Gluteus maximus and gluteus maximus-related diseases

Gluteus contracture
Also known as gluteal muscle fibrosis, injectable gluteus maximus contracture, and children's hip abduction contracture. It is due to the degeneration of hip muscles and fascia fibers, causing contracture of the tissue in this area, leading to hip abduction, external rotation deformity, and flexion disorders. The cause is unknown. Occurs in children, and has a history of repeated gluteal injections. All patients showed abnormal posture and special gait. Patients with bilateral lesions showed an outside eight-character gait when standing or walking, especially when running or going upstairs. When sitting on the stool, the legs cannot be closed together. During the squatting process, the knees must be separated to perform a "circle" motion outward, which is a typical "frog position". Neutral hip flexion is less than 40 °. Only abduction and external rotation can complete hip flexion. Tough cables can be felt subcutaneously on the buttocks and extend down to the greater trochanter of the femur. When the hip joint is flexed and stretched, the cable slides on the surface of the greater trochanter with a popping sound, sometimes accompanied by pain.
Most are caused by contracture of the hip muscles caused by intramuscular injection. Often occurs in childhood: the main clinical manifestations are abnormal gait and knees cannot be squashed or the hips pop when squatting. The hips may touch the contracture bands consistent with the direction of the muscle fibers. The disease is mainly for prevention.
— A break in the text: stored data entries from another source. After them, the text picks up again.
use horeca_domain::calendar::CalendarError;

pub type Result<T, E = Error> = std::result::Result<T, E>;

#[derive(Debug, thiserror::Error)]
pub enum Error {
	#[error("Invalid request: {message}")]
	InvalidRequest { message: String },
	#[error("Configuration error: {message}")]
	Configuration { message: String },
	#[error("Not found: {message}")]
	NotFound { message: String },
	#[error("Provider error: {message}")]
	Provider { message: String },
	#[error("Storage error: {message}")]
	Storage { message: String },
}
impl From<sqlx::Error> for Error {
	fn from(err: sqlx::Error) -> Self {
		Self::Storage { message: err.to_string() }
	}
}

impl From<horeca_storage::Error> for Error {
	fn from(err: horeca_storage::Error) -> Self {
		match err {
			horeca_storage::Error::Sqlx(inner) => Self::Storage { message: inner.to_string() },
			horeca_storage::Error::SerdeJson(inner) => Self::Storage { message: inner.to_string() },
			horeca_storage::Error::InvalidArgument(message) => Self::InvalidRequest { message },
			horeca_storage::Error::NotFound(message) => Self::NotFound { message },
		}
	}
}

impl From<horeca_providers::Error> for Error {
	fn from(err: horeca_providers::Error) -> Self {
		match err {
			horeca_providers::Error::InvalidConfig { message } => Self::Configuration { message },
			horeca_providers::Error::InvalidHeaderName(inner) =>
				Self::Configuration { message: inner.to_string() },
			horeca_providers::Error::InvalidHeaderValue(inner) =>
				Self::Configuration { message: inner.to_string() },
			other => Self::Provider { message: other.to_string() },
		}
	}
}

impl From<CalendarError> for Error {
	fn from(err: CalendarError) -> Self {
		Self::InvalidRequest { message: err.to_string() }
	}
}
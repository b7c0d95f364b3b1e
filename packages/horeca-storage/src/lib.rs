pub mod aggregated;
pub mod db;
pub mod locations;
pub mod models;
pub mod pnl;
pub mod processed;
pub mod raw;
pub mod schedule;
pub mod schema;

mod error;

pub use error::Error;

pub type Result<T, E = Error> = std::result::Result<T, E>;
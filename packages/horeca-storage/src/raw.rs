//! Raw vendor records, one row per natural key.

use std::collections::BTreeSet;

use serde_json::Value;
use sqlx::PgExecutor;
use time::{Date, OffsetDateTime};
use uuid::Uuid;

use crate::{Error, Result, models::RawRecord};
use horeca_domain::{Endpoint, KeyShape, calendar::DateRange, payload};

#[derive(Debug, Clone, Copy, PartialEq, Eq)]
pub enum UpsertOutcome {
	Inserted,
	Updated,
	/// Same key and same trimmed payload; only `ingested_at` moved.
	Unchanged,
}

#[derive(Debug, Clone)]
pub struct NewRawRecord<'a> {
	pub endpoint: Endpoint,
	pub external_id: Option<&'a str>,
	pub record_date: Date,
	pub location_ref: Option<&'a str>,
	pub payload: &'a Value,
}

/// `{endpoint}:id:{external_id}` for id-keyed endpoints, `{endpoint}:day:{date}:{location}` for
/// ticket-day endpoints.
pub fn natural_key(record: &NewRawRecord<'_>) -> Result<String> {
	match record.endpoint.key_shape() {
		KeyShape::ExternalId => {
			let external_id = record
				.external_id
				.map(str::trim)
				.filter(|id| !id.is_empty())
				.ok_or_else(|| {
					Error::InvalidArgument(format!(
						"{} records require an external id.",
						record.endpoint
					))
				})?;

			Ok(format!("{}:id:{external_id}", record.endpoint))
		},
		KeyShape::DateLocation => {
			let location_ref = record
				.location_ref
				.map(str::trim)
				.filter(|location| !location.is_empty())
				.ok_or_else(|| {
					Error::InvalidArgument(format!(
						"{} records require a location reference.",
						record.endpoint
					))
				})?;

			Ok(format!(
				"{}:day:{}:{location_ref}",
				record.endpoint,
				horeca_domain::time_serde::format_date(record.record_date)
			))
		},
	}
}

pub fn raw_id_for(natural_key: &str) -> Uuid {
	Uuid::new_v5(&Uuid::NAMESPACE_OID, natural_key.as_bytes())
}

pub fn payload_hash(payload: &Value) -> Result<String> {
	let bytes = serde_json::to_vec(payload)?;

	Ok(blake3::hash(&bytes).to_hex().to_string())
}

/// Trims the payload to the endpoint's allow-list and upserts it under its natural key.
///
/// Re-ingesting a key overwrites `payload` and `ingested_at` and never adds a row.
pub async fn upsert_raw<'e, E>(
	executor: E,
	record: &NewRawRecord<'_>,
	now: OffsetDateTime,
) -> Result<(Uuid, UpsertOutcome)>
where
	E: PgExecutor<'e>,
{
	let key = natural_key(record)?;
	let raw_id = raw_id_for(&key);
	let trimmed = payload::trim_payload(record.endpoint, record.payload);
	let hash = payload_hash(&trimmed)?;
	let previous_hash: Option<String> = sqlx::query_scalar(
		"\
WITH previous AS (
	SELECT payload_hash
	FROM raw_records
	WHERE raw_id = $1
)
INSERT INTO raw_records (
	raw_id,
	endpoint,
	external_id,
	record_date,
	location_ref,
	payload,
	payload_hash,
	ingested_at
)
VALUES ($1, $2, $3, $4, $5, $6, $7, $8)
ON CONFLICT (raw_id) DO UPDATE
SET
	record_date = EXCLUDED.record_date,
	location_ref = EXCLUDED.location_ref,
	payload = EXCLUDED.payload,
	payload_hash = EXCLUDED.payload_hash,
	ingested_at = EXCLUDED.ingested_at
RETURNING (SELECT payload_hash FROM previous)",
	)
	.bind(raw_id)
	.bind(record.endpoint.as_str())
	.bind(record.external_id)
	.bind(record.record_date)
	.bind(record.location_ref)
	.bind(&trimmed)
	.bind(hash.as_str())
	.bind(now)
	.fetch_one(executor)
	.await?;
	let outcome = match previous_hash {
		None => UpsertOutcome::Inserted,
		Some(previous) if previous == hash => UpsertOutcome::Unchanged,
		Some(_) => UpsertOutcome::Updated,
	};

	Ok((raw_id, outcome))
}

/// Whether any raw record exists for the endpoint and date, optionally for one location only.
pub async fn raw_exists<'e, E>(
	executor: E,
	endpoint: Endpoint,
	date: Date,
	location_ref: Option<&str>,
) -> Result<bool>
where
	E: PgExecutor<'e>,
{
	let exists = sqlx::query_scalar(
		"\
SELECT EXISTS (
	SELECT 1
	FROM raw_records
	WHERE endpoint = $1
		AND record_date = $2
		AND ($3::text IS NULL OR location_ref = $3)
)",
	)
	.bind(endpoint.as_str())
	.bind(date)
	.bind(location_ref)
	.fetch_one(executor)
	.await?;

	Ok(exists)
}

pub async fn list_raw_dates<'e, E>(
	executor: E,
	endpoint: Endpoint,
	range: DateRange,
) -> Result<BTreeSet<Date>>
where
	E: PgExecutor<'e>,
{
	let dates: Vec<Date> = sqlx::query_scalar(
		"\
SELECT DISTINCT record_date
FROM raw_records
WHERE endpoint = $1
	AND record_date BETWEEN $2 AND $3",
	)
	.bind(endpoint.as_str())
	.bind(range.start)
	.bind(range.end)
	.fetch_all(executor)
	.await?;

	Ok(dates.into_iter().collect())
}

pub async fn list_raw_in_range<'e, E>(
	executor: E,
	endpoint: Endpoint,
	range: DateRange,
) -> Result<Vec<RawRecord>>
where
	E: PgExecutor<'e>,
{
	let rows = sqlx::query_as::<_, RawRecord>(
		"\
SELECT
	raw_id,
	endpoint,
	external_id,
	record_date,
	location_ref,
	payload,
	payload_hash,
	ingested_at
FROM raw_records
WHERE endpoint = $1
	AND record_date BETWEEN $2 AND $3
ORDER BY record_date, raw_id",
	)
	.bind(endpoint.as_str())
	.bind(range.start)
	.bind(range.end)
	.fetch_all(executor)
	.await?;

	Ok(rows)
}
For patients with gluteal muscle contracture that have not been treated, non-surgical treatment can be performed with partial resection of the gluteal muscle contracture band or partial resection of the gluteal muscle.
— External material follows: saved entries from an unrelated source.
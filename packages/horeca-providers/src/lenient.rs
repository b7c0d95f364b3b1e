//! Deserializers for vendor fields that arrive as numbers on one day and strings on the next.

use serde::{Deserialize, Deserializer, de::Error as _};
use serde_json::Value;
use time::Date;

pub fn opt_f64<'de, D>(deserializer: D) -> Result<Option<f64>, D::Error>
where
	D: Deserializer<'de>,
{
	match Option::<Value>::deserialize(deserializer)? {
		None | Some(Value::Null) => Ok(None),
		Some(Value::Number(number)) => Ok(number.as_f64()),
		Some(Value::String(raw)) => parse_decimal(&raw).map_err(D::Error::custom),
		Some(other) => Err(D::Error::custom(format!("Expected a number, got {other}."))),
	}
}

pub fn opt_i64<'de, D>(deserializer: D) -> Result<Option<i64>, D::Error>
where
	D: Deserializer<'de>,
{
	match Option::<Value>::deserialize(deserializer)? {
		None | Some(Value::Null) => Ok(None),
		Some(Value::Number(number)) => number
			.as_i64()
			.or_else(|| number.as_f64().filter(|value| value.fract() == 0.0).map(|value| value as i64))
			.map(Some)
			.ok_or_else(|| D::Error::custom(format!("Expected an integer, got {number}."))),
		Some(Value::String(raw)) if raw.trim().is_empty() => Ok(None),
		Some(Value::String(raw)) => raw
			.trim()
			.parse()
			.map(Some)
			.map_err(|_| D::Error::custom(format!("Expected an integer, got {raw:?}."))),
		Some(other) => Err(D::Error::custom(format!("Expected an integer, got {other}."))),
	}
}

pub fn id<'de, D>(deserializer: D) -> Result<i64, D::Error>
where
	D: Deserializer<'de>,
{
	opt_i64(deserializer)?.ok_or_else(|| D::Error::custom("Record id is missing."))
}

/// Strings and numbers both become strings; blanks become `None`.
pub fn opt_string<'de, D>(deserializer: D) -> Result<Option<String>, D::Error>
where
	D: Deserializer<'de>,
{
	match Option::<Value>::deserialize(deserializer)? {
		None | Some(Value::Null) => Ok(None),
		Some(Value::String(raw)) => {
			let trimmed = raw.trim();

			Ok((!trimmed.is_empty()).then(|| trimmed.to_string()))
		},
		Some(Value::Number(number)) => Ok(Some(number.to_string())),
		Some(Value::Bool(flag)) => Ok(Some(flag.to_string())),
		Some(other) => Err(D::Error::custom(format!("Expected a scalar, got {other}."))),
	}
}

pub fn opt_bool<'de, D>(deserializer: D) -> Result<Option<bool>, D::Error>
where
	D: Deserializer<'de>,
{
	match Option::<Value>::deserialize(deserializer)? {
		None | Some(Value::Null) => Ok(None),
		Some(Value::Bool(flag)) => Ok(Some(flag)),
		Some(Value::Number(number)) => Ok(Some(number.as_i64().unwrap_or_default() != 0)),
		Some(Value::String(raw)) => match raw.trim().to_ascii_lowercase().as_str() {
			"" => Ok(None),
			"true" | "1" | "yes" => Ok(Some(true)),
			"false" | "0" | "no" => Ok(Some(false)),
			_ => Err(D::Error::custom(format!("Expected a boolean, got {raw:?}."))),
		},
		Some(other) => Err(D::Error::custom(format!("Expected a boolean, got {other}."))),
	}
}

/// Accepts `2024-01-05` and timestamps that start with a date.
pub fn opt_date<'de, D>(deserializer: D) -> Result<Option<Date>, D::Error>
where
	D: Deserializer<'de>,
{
	let Some(raw) = opt_string(deserializer)? else {
		return Ok(None);
	};

	date_prefix(&raw)
		.ok_or_else(|| D::Error::custom(format!("Expected a date, got {raw:?}.")))
		.map(Some)
}

pub fn date_prefix(raw: &str) -> Option<Date> {
	let head = raw.trim().get(..10)?;

	horeca_domain::time_serde::parse_date(head).ok()
}

/// Accepts `12.50`, `12,50` and blanks.
fn parse_decimal(raw: &str) -> Result<Option<f64>, String> {
	let trimmed = raw.trim();

	if trimmed.is_empty() {
		return Ok(None);
	}

	trimmed
		.replace(',', ".")
		.parse()
		.map(Some)
		.map_err(|_| format!("Expected a decimal, got {raw:?}."))
}

#[cfg(test)]
mod tests {
	use serde::Deserialize;
	use serde_json::json;

	#[derive(Debug, Deserialize)]
	struct Fields {
		#[serde(default, deserialize_with = "super::opt_f64")]
		amount: Option<f64>,
		#[serde(default, deserialize_with = "super::opt_i64")]
		count: Option<i64>,
		#[serde(default, deserialize_with = "super::opt_string")]
		label: Option<String>,
	}

	#[test]
	fn accepts_strings_numbers_and_blanks() {
		let fields: Fields =
			serde_json::from_value(json!({ "amount": "12,50", "count": "3", "label": 42 }))
				.expect("Failed to parse fields.");

		assert_eq!(fields.amount, Some(12.5));
		assert_eq!(fields.count, Some(3));
		assert_eq!(fields.label.as_deref(), Some("42"));

		let blank: Fields = serde_json::from_value(json!({ "amount": "", "label": "  " }))
			.expect("Failed to parse fields.");

		assert_eq!(blank.amount, None);
		assert_eq!(blank.count, None);
		assert_eq!(blank.label, None);
	}
}
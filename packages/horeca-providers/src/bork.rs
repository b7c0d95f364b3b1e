//! Bork point-of-sale adapter.
//!
//! Every venue has its own base URL and `appid`. The only resource used is "all tickets of one
//! calendar day", so the unit of work is one (location, date) pair.

use serde::{Deserialize, Serialize};
use serde_json::Value;
use time::{Date, format_description::BorrowedFormatItem, macros::format_description};

use crate::{Error, Page, Result, lenient};

const COMPACT_DATE: &[BorrowedFormatItem<'static>] = format_description!("[year][month][day]");

#[derive(Debug, Clone, PartialEq, Deserialize, Serialize)]
#[serde(rename_all = "PascalCase")]
pub struct BorkTicket {
	#[serde(default, deserialize_with = "lenient::opt_string", skip_serializing_if = "Option::is_none")]
	pub ticket_number: Option<String>,
	/// `YYYYMMDD`, as a number or a string depending on the venue's server version.
	#[serde(default, deserialize_with = "lenient::opt_string", skip_serializing_if = "Option::is_none")]
	pub actual_date: Option<String>,
	#[serde(default, deserialize_with = "lenient::opt_string", skip_serializing_if = "Option::is_none")]
	pub payment_method: Option<String>,
	#[serde(default, deserialize_with = "lenient::opt_string", skip_serializing_if = "Option::is_none")]
	pub table_number: Option<String>,
	#[serde(default, deserialize_with = "lenient::opt_string", skip_serializing_if = "Option::is_none")]
	pub waiter_name: Option<String>,
	#[serde(default)]
	pub lines: Vec<BorkTicketLine>,
}

#[derive(Debug, Clone, PartialEq, Deserialize, Serialize)]
#[serde(rename_all = "PascalCase")]
pub struct BorkTicketLine {
	#[serde(default, deserialize_with = "lenient::opt_string", skip_serializing_if = "Option::is_none")]
	pub product_name: Option<String>,
	#[serde(default, deserialize_with = "lenient::opt_string", skip_serializing_if = "Option::is_none")]
	pub product_sku: Option<String>,
	#[serde(default, deserialize_with = "lenient::opt_string", skip_serializing_if = "Option::is_none")]
	pub category: Option<String>,
	#[serde(default, deserialize_with = "lenient::opt_f64", skip_serializing_if = "Option::is_none")]
	pub quantity: Option<f64>,
	#[serde(default, deserialize_with = "lenient::opt_f64", skip_serializing_if = "Option::is_none")]
	pub price: Option<f64>,
	#[serde(default, deserialize_with = "lenient::opt_f64", skip_serializing_if = "Option::is_none")]
	pub total_price: Option<f64>,
	#[serde(default, deserialize_with = "lenient::opt_f64", skip_serializing_if = "Option::is_none")]
	pub revenue_ex_vat: Option<f64>,
	#[serde(default, deserialize_with = "lenient::opt_f64", skip_serializing_if = "Option::is_none")]
	pub revenue_inc_vat: Option<f64>,
	#[serde(default, deserialize_with = "lenient::opt_f64", skip_serializing_if = "Option::is_none")]
	pub vat_rate: Option<f64>,
	#[serde(default, deserialize_with = "lenient::opt_f64", skip_serializing_if = "Option::is_none")]
	pub vat_amount: Option<f64>,
	#[serde(default, deserialize_with = "lenient::opt_f64", skip_serializing_if = "Option::is_none")]
	pub cost_price: Option<f64>,
}

pub fn ticket_day_url(location: &horeca_config::BorkLocation, day: Date) -> Result<String> {
	let compact = day.format(COMPACT_DATE).map_err(|err| Error::InvalidConfig {
		message: format!("Failed to format Bork date: {err}"),
	})?;

	Ok(format!("{}/ticket/day.json/{compact}", location.base_url))
}

/// Fetches every ticket of one venue for one calendar day.
///
/// Quiet days can come back as an empty body or a non-array value; both read as zero tickets.
/// Non-2xx statuses are still errors.
pub async fn fetch_ticket_day(
	cfg: &horeca_config::Bork,
	location: &horeca_config::BorkLocation,
	day: Date,
) -> Result<Page<BorkTicket>> {
	if location.base_url.trim().is_empty() || location.app_id.trim().is_empty() {
		return Err(Error::InvalidConfig {
			message: "Bork location requires base_url and app_id.".to_string(),
		});
	}

	let client = crate::client(cfg.timeout_ms)?;
	let url = ticket_day_url(location, day)?;
	let request = client.get(&url).query(&[
		("appid", location.app_id.as_str()),
		("IncOpen", "True"),
		("IncInternal", "True"),
	]);
	let body = crate::send_for_body(request, &url).await?;

	Ok(parse_ticket_day(&body))
}

pub fn parse_ticket_day(body: &str) -> Page<BorkTicket> {
	match serde_json::from_str::<Value>(body) {
		Ok(Value::Array(items)) => crate::parse_items(items),
		_ => Page::empty(),
	}
}

#[cfg(test)]
mod tests {
	use serde_json::json;
	use time::macros::date;

	use super::*;

	#[test]
	fn quiet_day_bodies_read_as_no_tickets() {
		for body in ["", "null", "{}", "\"closed\"", "<html></html>"] {
			let page = parse_ticket_day(body);

			assert!(page.items.is_empty(), "body {body:?} should read as empty");
			assert!(page.rejected.is_empty());
		}
	}

	#[test]
	fn parses_tickets_with_lines_and_mixed_scalars() {
		let body = json!([
			{
				"TicketNumber": 1001,
				"ActualDate": 20240105,
				"PaymentMethod": "PIN",
				"TableNumber": 4,
				"Lines": [
					{ "ProductName": "Pils", "Category": "Bier", "Quantity": 2, "RevenueIncVat": "7,00" },
					{ "ProductName": "Bitterballen", "Quantity": "1", "RevenueExVat": 6.42 },
				],
			},
			{ "TicketNumber": "1002", "ActualDate": "20240105", "Lines": [] },
		])
		.to_string();
		let page = parse_ticket_day(&body);

		assert_eq!(page.items.len(), 2);
		assert_eq!(page.items[0].ticket_number.as_deref(), Some("1001"));
		assert_eq!(page.items[0].actual_date.as_deref(), Some("20240105"));
		assert_eq!(page.items[0].lines[0].revenue_inc_vat, Some(7.0));
		assert_eq!(page.items[0].lines[1].quantity, Some(1.0));
		assert_eq!(page.items[1].actual_date.as_deref(), Some("20240105"));
	}

	#[test]
	fn builds_ticket_day_url() {
		let location = horeca_config::BorkLocation {
			base_url: "https://bea.bork.example".to_string(),
			app_id: "key".to_string(),
		};

		assert_eq!(
			ticket_day_url(&location, date!(2024 - 03 - 09)).expect("Failed to build URL."),
			"https://bea.bork.example/ticket/day.json/20240309"
		);
	}
}
//! HTTP adapters for the workforce (Eitje) and point-of-sale (Bork) vendors.
//!
//! Adapters are stateless: each call builds its own client with the configured timeout, sends one
//! request, and parses the body into typed records. Retrying is the caller's job.

pub mod bork;
pub mod eitje;

mod error;
mod lenient;

pub use error::{Error, Result};

use std::time::Duration;

use reqwest::{Client, RequestBuilder};
use serde::{Serialize, de::DeserializeOwned};
use serde_json::Value;

const MAX_ERROR_BODY_CHARS: usize = 512;

/// Records parsed from one vendor response, plus the ones that did not fit the expected shape.
#[derive(Debug, Clone, PartialEq)]
pub struct Page<T> {
	pub items: Vec<T>,
	pub rejected: Vec<Rejected>,
}
impl<T> Page<T> {
	pub fn empty() -> Self {
		Self { items: Vec::new(), rejected: Vec::new() }
	}
}

#[derive(Debug, Clone, PartialEq, Serialize)]
pub struct Rejected {
	pub index: usize,
	pub message: String,
}

pub(crate) fn client(timeout_ms: u64) -> Result<Client> {
	Client::builder()
		.timeout(Duration::from_millis(timeout_ms))
		.build()
		.map_err(|err| Error::InvalidConfig { message: format!("HTTP client setup failed: {err}") })
}

/// Sends the request and returns the body of a 2xx response.
pub(crate) async fn send_for_body(request: RequestBuilder, url: &str) -> Result<String> {
	let res = request.send().await.map_err(|err| Error::from_reqwest(err, url))?;
	let status = res.status();
	let body = res.text().await.map_err(|err| Error::from_reqwest(err, url))?;

	if !status.is_success() {
		return Err(Error::Upstream { status: status.as_u16(), body: truncate(&body) });
	}

	Ok(body)
}

/// Converts each element separately so one odd record does not sink the page.
pub(crate) fn parse_items<T>(items: Vec<Value>) -> Page<T>
where
	T: DeserializeOwned,
{
	let mut page = Page::empty();

	for (index, item) in items.into_iter().enumerate() {
		match serde_json::from_value(item) {
			Ok(parsed) => page.items.push(parsed),
			Err(err) => page.rejected.push(Rejected { index, message: err.to_string() }),
		}
	}

	page
}

fn truncate(body: &str) -> String {
	let trimmed = body.trim();

	match trimmed.char_indices().nth(MAX_ERROR_BODY_CHARS) {
		Some((cut, _)) => format!("{}...", &trimmed[..cut]),
		None => trimmed.to_string(),
	}
}

#[cfg(test)]
mod tests {
	use serde::Deserialize;
	use serde_json::json;

	use super::*;

	#[test]
	fn truncates_long_error_bodies() {
		let long = "x".repeat(MAX_ERROR_BODY_CHARS + 10);

		assert_eq!(truncate(&long).len(), MAX_ERROR_BODY_CHARS + 3);
		assert_eq!(truncate(" short "), "short");
	}

	#[test]
	fn bad_items_are_rejected_individually() {
		#[derive(Debug, Deserialize)]
		struct Item {
			#[allow(dead_code)]
			id: i64,
		}

		let page: Page<Item> = parse_items(vec![json!({ "id": 1 }), json!("x"), json!({ "id": 3 })]);

		assert_eq!(page.items.len(), 2);
		assert_eq!(page.rejected.len(), 1);
		assert_eq!(page.rejected[0].index, 1);
	}
}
Gluteus muscle contracture is also known as gluteal muscle contracture in children, injectable gluteus maximus muscle contracture, gluteal muscle fascial contracture, gluteal muscle fibrosis, and hip abduction contracture in children. It is a fibrotic contracture of the gluteal muscle and its fascia, secondary to hip joint adduction, internal rotation dysfunction, and then manifested as a unique clinical disorder of gait, posture and signs. Clinically, there is a history of repeated intramuscular injections of the buttocks. X-ray examination was normal, and a few may have secondary changes, such as an increase in the acetabular index, an increase in the CE angle, an increase in the neck-stem angle, and a slight external rotation of the pelvis.